The majority of the international students I work with are from the People's Republic of China. These have been turbulent times for many of them. Most Chinese students take great pride in the Beijing Olympics, so they were deeply hurt when American media seemed to focus only on the unrest in Tibet and the protests surrounding the torch relay rather than on the celebrations.
I sent my students two New York Times articles - Intellectuals in China Condemn Crackdown and Chinese Nationalism Fuels Tibet Crackdown - about Chinese reactions to the events in Tibet, thinking they would trigger an engaging discussion. Instead, these articles prompted angry reactions from some of my Chinese students, who let me know that they were tired of what they saw as unfair criticism of their government in the American press. They did not want to be subjected to more criticism and discussion in their ESL class.
| |
One student showed internet materials that exposed the alleged anti-China bias in the Western media. Most of the supposed errors and biases seemed to me a matter of careless reporting (for example, illustrating reports about the riots in Tibet with images from Nepal).
Yet, this perceived anti-China bias deeply upset my Chinese students.

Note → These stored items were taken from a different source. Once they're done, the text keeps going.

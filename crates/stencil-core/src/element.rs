//! The extracted element tree.
//!
//! A [`Document`] is a forest with one tree per [`Layer`]. Each [`Element`]
//! carries canonical geometry (see [`crate::geometry`]), its position in the
//! tree as an [`ElementPath`], and optionally the [`VariableTag`] assigned by
//! detection.
//!
//! Trees are built once per source document and treated as immutable
//! snapshots. Stages that annotate a tree consume it and return a new one.

use std::{fmt, str::FromStr};

use serde::{Deserialize, Deserializer, Serialize, Serializer, de};
use thiserror::Error;

use crate::{
    geometry::{Bounds, Point, ReferencePoint, Size},
    semantic::{TypeKey, VariableTag},
};

/// The closed set of element kinds a design document contains.
#[derive(Debug, Clone, Copy, PartialEq, Eq, Hash, Serialize)]
#[serde(rename_all = "snake_case")]
pub enum ElementKind {
    Text,
    ImageEmbedded,
    ImageLinked,
    Path,
    CompoundPath,
    Group,
    ClipGroup,
    Symbol,
    Other,
}

impl ElementKind {
    /// Returns the lowercase name used in ids and JSON.
    pub fn as_str(self) -> &'static str {
        match self {
            Self::Text => "text",
            Self::ImageEmbedded => "image_embedded",
            Self::ImageLinked => "image_linked",
            Self::Path => "path",
            Self::CompoundPath => "compound_path",
            Self::Group => "group",
            Self::ClipGroup => "clip_group",
            Self::Symbol => "symbol",
            Self::Other => "other",
        }
    }

    /// Groups and clip groups hold child elements that can form patterns.
    pub fn is_container(self) -> bool {
        matches!(self, Self::Group | Self::ClipGroup)
    }

    pub fn is_image(self) -> bool {
        matches!(self, Self::ImageEmbedded | Self::ImageLinked)
    }

    pub fn is_shape(self) -> bool {
        matches!(self, Self::Path | Self::CompoundPath)
    }
}

impl fmt::Display for ElementKind {
    fn fmt(&self, f: &mut fmt::Formatter<'_>) -> fmt::Result {
        f.write_str(self.as_str())
    }
}

/// Error returned when a kind string is not recognized.
#[derive(Debug, Clone, PartialEq, Eq, Error)]
#[error("unknown element kind `{0}`")]
pub struct ParseElementKindError(String);

impl FromStr for ElementKind {
    type Err = ParseElementKindError;

    /// Accepts canonical names as well as the item class names design tools
    /// export (`TextFrame`, `PlacedItem`, `RasterItem`, ...).
    fn from_str(s: &str) -> Result<Self, Self::Err> {
        let kind = match s.trim().to_ascii_lowercase().as_str() {
            "text" | "textframe" => Self::Text,
            "image_embedded" | "image" | "rasteritem" => Self::ImageEmbedded,
            "image_linked" | "placeditem" => Self::ImageLinked,
            "path" | "pathitem" => Self::Path,
            "compound_path" | "compoundpathitem" => Self::CompoundPath,
            "group" | "groupitem" => Self::Group,
            "clip_group" | "clipgroup" => Self::ClipGroup,
            "symbol" | "symbolitem" => Self::Symbol,
            "other" => Self::Other,
            _ => return Err(ParseElementKindError(s.to_string())),
        };
        Ok(kind)
    }
}

/// Structural address of an element: the layer index followed by child
/// indices, rendered as `"layer/child/child"`.
///
/// # Examples
///
/// ```
/// # use stencil_core::element::ElementPath;
/// let path = ElementPath::root(1).child(0).child(3);
/// assert_eq!(path.to_string(), "1/0/3");
/// assert_eq!("1/0/3".parse::<ElementPath>().unwrap(), path);
/// ```
#[derive(Debug, Clone, PartialEq, Eq, Hash, Default)]
pub struct ElementPath(Vec<usize>);

impl ElementPath {
    /// Path of a layer itself.
    pub fn root(layer: usize) -> Self {
        Self(vec![layer])
    }

    /// Returns the path of the `index`-th child of this path.
    pub fn child(&self, index: usize) -> Self {
        let mut indices = self.0.clone();
        indices.push(index);
        Self(indices)
    }

    pub fn layer(&self) -> Option<usize> {
        self.0.first().copied()
    }

    /// Child indices below the layer.
    pub fn child_indices(&self) -> &[usize] {
        self.0.get(1..).unwrap_or(&[])
    }

    /// Number of child steps below the layer.
    pub fn depth(&self) -> usize {
        self.child_indices().len()
    }
}

impl fmt::Display for ElementPath {
    fn fmt(&self, f: &mut fmt::Formatter<'_>) -> fmt::Result {
        for (i, index) in self.0.iter().enumerate() {
            if i > 0 {
                f.write_str("/")?;
            }
            write!(f, "{index}")?;
        }
        Ok(())
    }
}

/// Error returned when a path string contains a non-numeric segment.
#[derive(Debug, Clone, PartialEq, Eq, Error)]
#[error("invalid element path `{0}`")]
pub struct ParseElementPathError(String);

impl FromStr for ElementPath {
    type Err = ParseElementPathError;

    fn from_str(s: &str) -> Result<Self, Self::Err> {
        let trimmed = s.trim();
        if trimmed.is_empty() {
            return Err(ParseElementPathError(s.to_string()));
        }
        trimmed
            .split('/')
            .map(|segment| segment.trim().parse::<usize>())
            .collect::<Result<Vec<_>, _>>()
            .map(Self)
            .map_err(|_| ParseElementPathError(s.to_string()))
    }
}

impl Serialize for ElementPath {
    fn serialize<S: Serializer>(&self, serializer: S) -> Result<S::Ok, S::Error> {
        serializer.collect_str(self)
    }
}

impl<'de> Deserialize<'de> for ElementPath {
    fn deserialize<D: Deserializer<'de>>(deserializer: D) -> Result<Self, D::Error> {
        let raw = String::deserialize(deserializer)?;
        raw.parse().map_err(de::Error::custom)
    }
}

/// One node of the extracted document tree.
#[derive(Debug, Clone, Serialize)]
#[serde(rename_all = "camelCase")]
pub struct Element {
    id: String,
    kind: ElementKind,
    #[serde(skip_serializing_if = "Option::is_none")]
    name: Option<String>,
    #[serde(skip_serializing_if = "Option::is_none")]
    content: Option<String>,
    bounds: Bounds,
    reference_point: ReferencePoint,
    parent_id: Option<String>,
    path: ElementPath,
    #[serde(skip_serializing_if = "Option::is_none")]
    explicit_name_tag: Option<TypeKey>,
    #[serde(skip_serializing_if = "Option::is_none")]
    variable: Option<VariableTag>,
    children: Vec<Element>,
}

impl Element {
    /// Creates a leaf element with top-left reference point and no parent.
    pub fn new(id: impl Into<String>, kind: ElementKind, bounds: Bounds, path: ElementPath) -> Self {
        Self {
            id: id.into(),
            kind,
            name: None,
            content: None,
            bounds,
            reference_point: ReferencePoint::default(),
            parent_id: None,
            path,
            explicit_name_tag: None,
            variable: None,
            children: Vec::new(),
        }
    }

    pub fn with_name(mut self, name: impl Into<String>) -> Self {
        self.name = Some(name.into());
        self
    }

    pub fn with_content(mut self, content: impl Into<String>) -> Self {
        self.content = Some(content.into());
        self
    }

    pub fn with_reference_point(mut self, reference_point: ReferencePoint) -> Self {
        self.reference_point = reference_point;
        self
    }

    pub fn with_parent_id(mut self, parent_id: Option<String>) -> Self {
        self.parent_id = parent_id;
        self
    }

    pub fn with_explicit_tag(mut self, key: TypeKey) -> Self {
        self.explicit_name_tag = Some(key);
        self
    }

    pub fn with_variable(mut self, variable: Option<VariableTag>) -> Self {
        self.variable = variable;
        self
    }

    pub fn with_children(mut self, children: Vec<Element>) -> Self {
        self.children = children;
        self
    }

    /// Appends a child element.
    pub fn push_child(&mut self, child: Element) {
        self.children.push(child);
    }

    pub fn id(&self) -> &str {
        &self.id
    }

    /// Replaces the id, used when ids are (re)generated after construction.
    pub fn set_id(&mut self, id: impl Into<String>) {
        self.id = id.into();
    }

    pub fn kind(&self) -> ElementKind {
        self.kind
    }

    pub fn name(&self) -> Option<&str> {
        self.name.as_deref()
    }

    pub fn content(&self) -> Option<&str> {
        self.content.as_deref()
    }

    pub fn bounds(&self) -> Bounds {
        self.bounds
    }

    pub fn size(&self) -> Size {
        self.bounds.to_size()
    }

    pub fn reference_point(&self) -> ReferencePoint {
        self.reference_point
    }

    /// The element's position at its reference point.
    pub fn position(&self) -> Point {
        self.bounds.anchor(self.reference_point)
    }

    pub fn parent_id(&self) -> Option<&str> {
        self.parent_id.as_deref()
    }

    pub fn path(&self) -> &ElementPath {
        &self.path
    }

    pub fn explicit_name_tag(&self) -> Option<TypeKey> {
        self.explicit_name_tag
    }

    pub fn variable(&self) -> Option<&VariableTag> {
        self.variable.as_ref()
    }

    pub fn children(&self) -> &[Element] {
        &self.children
    }

    /// Consumes the element, applying `f` to it and then to every descendant,
    /// parents before children.
    pub fn map_tree<F>(mut self, f: &mut F) -> Self
    where
        F: FnMut(Element) -> Element,
    {
        let children = std::mem::take(&mut self.children);
        let mut mapped = f(self);
        mapped.children = children.into_iter().map(|child| child.map_tree(f)).collect();
        mapped
    }

    /// Depth-first, pre-order iterator over this element and its descendants.
    pub fn descendants(&self) -> Descendants<'_> {
        Descendants { stack: vec![self] }
    }
}

/// Pre-order iterator over an element subtree.
pub struct Descendants<'a> {
    stack: Vec<&'a Element>,
}

impl<'a> Iterator for Descendants<'a> {
    type Item = &'a Element;

    fn next(&mut self) -> Option<Self::Item> {
        let element = self.stack.pop()?;
        self.stack.extend(element.children.iter().rev());
        Some(element)
    }
}

/// A top-level layer holding one ordered list of root elements.
#[derive(Debug, Clone, Serialize)]
pub struct Layer {
    name: String,
    elements: Vec<Element>,
}

impl Layer {
    pub fn new(name: impl Into<String>, elements: Vec<Element>) -> Self {
        Self {
            name: name.into(),
            elements,
        }
    }

    pub fn name(&self) -> &str {
        &self.name
    }

    pub fn elements(&self) -> &[Element] {
        &self.elements
    }
}

/// A parsed design document: the artboard size and the layer forest.
#[derive(Debug, Clone, Serialize)]
#[serde(rename_all = "camelCase")]
pub struct Document {
    name: String,
    artboard_size: Size,
    layers: Vec<Layer>,
}

impl Document {
    pub fn new(name: impl Into<String>, artboard_size: Size, layers: Vec<Layer>) -> Self {
        Self {
            name: name.into(),
            artboard_size,
            layers,
        }
    }

    pub fn name(&self) -> &str {
        &self.name
    }

    /// Canonical size of the active artboard.
    pub fn artboard_size(&self) -> Size {
        self.artboard_size
    }

    pub fn layers(&self) -> &[Layer] {
        &self.layers
    }

    /// Iterates every element in layer order, then document order within a
    /// layer (depth-first, parents before children).
    pub fn elements(&self) -> impl Iterator<Item = &Element> {
        self.layers
            .iter()
            .flat_map(|layer| layer.elements.iter())
            .flat_map(Element::descendants)
    }

    /// Total number of elements across all layers.
    pub fn element_count(&self) -> usize {
        self.elements().count()
    }

    /// Resolves a structural path by walking layer and child indices.
    pub fn element_at(&self, path: &ElementPath) -> Option<&Element> {
        let layer = self.layers.get(path.layer()?)?;
        let (first, rest) = path.child_indices().split_first()?;
        let mut element = layer.elements.get(*first)?;
        for index in rest {
            element = element.children.get(*index)?;
        }
        Some(element)
    }

    /// Consumes the document, applying `f` to every element, parents first.
    pub fn map_elements<F>(self, mut f: F) -> Self
    where
        F: FnMut(Element) -> Element,
    {
        let layers = self
            .layers
            .into_iter()
            .map(|layer| Layer {
                name: layer.name,
                elements: layer
                    .elements
                    .into_iter()
                    .map(|element| element.map_tree(&mut f))
                    .collect(),
            })
            .collect();
        Self {
            name: self.name,
            artboard_size: self.artboard_size,
            layers,
        }
    }
}
//! Stencil Core Types and Definitions
//!
//! This crate provides the foundational types shared by every Stencil stage:
//!
//! - **Geometry**: Canonical artboard-relative geometry and the normalizer ([`geometry`] module)
//! - **Elements**: The extracted element tree ([`element`] module)
//! - **Semantic**: Type keys and detection tags ([`semantic`] module)
//! - **Identity**: Stable and sequential element ids ([`identity`] module)
//! - **Variables**: The flattened variable record ([`variable`] module)

pub mod element;
pub mod geometry;
pub mod identity;
pub mod semantic;
pub mod variable;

In our discussions we talked about factuality and how to decide what is true and what is untrue. Many Chinese students seemed to have come to the conclusion that one can never know the truth. At the end of the discussion one student voiced a sentiment shared by others, saying that he had always known that the state-censored Chinese media are not to be believed, but that he was disappointed to conclude that the presumably "free and objective" western media are equally unreliable and biased.
One Chinese student said that he felt that his opinions were not taken seriously by his American colleagues because they assumed that everything he had learned to be true was propaganda. He said he felt hurt when he realized that people who have never visited China think his views can be dismissed because he is "brainwashed."
This gave me pause. I realized that to a certain degree we are all "brainwashed": we all interpret reality through the bias of our culture, our beliefs, and what we want to be true. But still, some "truths" are more true than others. And if we claim that facts don't matter, we shouldn't be in academia, where we are supposed to be in the business of pursuing and proving "facts."
Another student wrote to me that the concepts of "freedom of press" and "freedom of expression" are totally new to people from China and asked if I could explain them.
The best explanation I could offer was this: We all see the world from our own perspective and biases, but if we are free to challenge our own and other people's assumptions, we may be able to get closer to an objective truth. And isn't this also the idea that lies at the heart of academic discourse?